**EXERCISE DETAILS**
Read the entries below and pull out each line with the string "Fields".

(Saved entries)
'''

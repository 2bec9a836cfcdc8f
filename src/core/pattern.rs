//! Action patterns and their compact string form.

use std::{fmt, str::FromStr};

use serde::{Deserialize, Serialize};
use serde_json::{Map, Value as JsonValue};

use super::error::{ActError, ActResult};
use crate::utils::jsonic::parse_relaxed;

/// A mapping that identifies a remote action.
///
/// Keys keep their insertion order. Matching a pattern against handlers is the
/// RPC layer's business; this type only carries and merges it.
#[derive(Debug, Clone, Default, PartialEq, Serialize, Deserialize)]
#[serde(transparent)]
pub struct Pattern(Map<String, JsonValue>);

impl Pattern {
    pub fn new() -> Self {
        Self(Map::new())
    }

    /// Parse the compact form, e.g. `"role:user,cmd:load"`.
    pub fn parse(text: &str) -> ActResult<Self> {
        parse_relaxed(text).map(Self)
    }

    /// Accept either a JSON object or a compact pattern string.
    pub fn from_value(value: &JsonValue) -> ActResult<Self> {
        match value {
            JsonValue::Object(map) => Ok(Self(map.clone())),
            JsonValue::String(text) => Self::parse(text),
            other => Err(ActError::Parse(format!(
                "pattern must be an object or a string, got {other}"
            ))),
        }
    }

    /// Shallow merge: keys of `additions` override or extend this pattern.
    pub fn merged(&self, additions: &Pattern) -> Pattern {
        let mut merged = self.0.clone();
        for (key, value) in &additions.0 {
            merged.insert(key.clone(), value.clone());
        }
        Pattern(merged)
    }

    pub fn get(&self, key: &str) -> Option<&JsonValue> {
        self.0.get(key)
    }

    pub fn insert(&mut self, key: impl Into<String>, value: impl Into<JsonValue>) {
        self.0.insert(key.into(), value.into());
    }

    pub fn iter(&self) -> impl Iterator<Item = (&String, &JsonValue)> {
        self.0.iter()
    }

    pub fn len(&self) -> usize {
        self.0.len()
    }

    pub fn is_empty(&self) -> bool {
        self.0.is_empty()
    }

    pub fn as_map(&self) -> &Map<String, JsonValue> {
        &self.0
    }

    pub fn into_value(self) -> JsonValue {
        JsonValue::Object(self.0)
    }
}

impl From<Map<String, JsonValue>> for Pattern {
    fn from(map: Map<String, JsonValue>) -> Self {
        Self(map)
    }
}

impl FromStr for Pattern {
    type Err = ActError;

    fn from_str(s: &str) -> Result<Self, Self::Err> {
        Self::parse(s)
    }
}

impl fmt::Display for Pattern {
    fn fmt(&self, f: &mut fmt::Formatter<'_>) -> fmt::Result {
        write!(f, "{}", JsonValue::Object(self.0.clone()))
    }
}

/// A pattern as supplied by callers: structured, or still in compact text.
///
/// Used both for binding templates and for runtime additions.
#[derive(Debug, Clone, PartialEq)]
pub enum PatternSource {
    Text(String),
    Fields(Pattern),
}

/// Runtime parameters merged onto a bound pattern.
pub type Additions = PatternSource;

impl PatternSource {
    /// Resolve into a structured pattern, parsing the compact form if needed.
    pub fn to_pattern(&self) -> ActResult<Pattern> {
        match self {
            PatternSource::Text(text) => Pattern::parse(text),
            PatternSource::Fields(pattern) => Ok(pattern.clone()),
        }
    }

    /// Empty text behaves like no additions at all.
    pub fn is_blank(&self) -> bool {
        matches!(self, PatternSource::Text(text) if text.trim().is_empty())
    }
}

impl From<&str> for PatternSource {
    fn from(text: &str) -> Self {
        PatternSource::Text(text.to_string())
    }
}

impl From<String> for PatternSource {
    fn from(text: String) -> Self {
        PatternSource::Text(text)
    }
}

impl From<Pattern> for PatternSource {
    fn from(pattern: Pattern) -> Self {
        PatternSource::Fields(pattern)
    }
}

impl From<Map<String, JsonValue>> for PatternSource {
    fn from(map: Map<String, JsonValue>) -> Self {
        PatternSource::Fields(Pattern(map))
    }
}

impl TryFrom<JsonValue> for PatternSource {
    type Error = ActError;

    fn try_from(value: JsonValue) -> Result<Self, Self::Error> {
        match value {
            JsonValue::Object(map) => Ok(PatternSource::Fields(Pattern(map))),
            JsonValue::String(text) => Ok(PatternSource::Text(text)),
            other => Err(ActError::Parse(format!(
                "pattern must be an object or a string, got {other}"
            ))),
        }
    }
}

'''

**OUTPUT FOR THIS EXERCISE**
    Fields(Pattern),
            PatternSource::Fields(pattern) => Ok(pattern.clone()),
        PatternSource::Fields(pattern)
        PatternSource::Fields(Pattern(map))
            JsonValue::Object(map) => Ok(PatternSource::Fields(Pattern(map))),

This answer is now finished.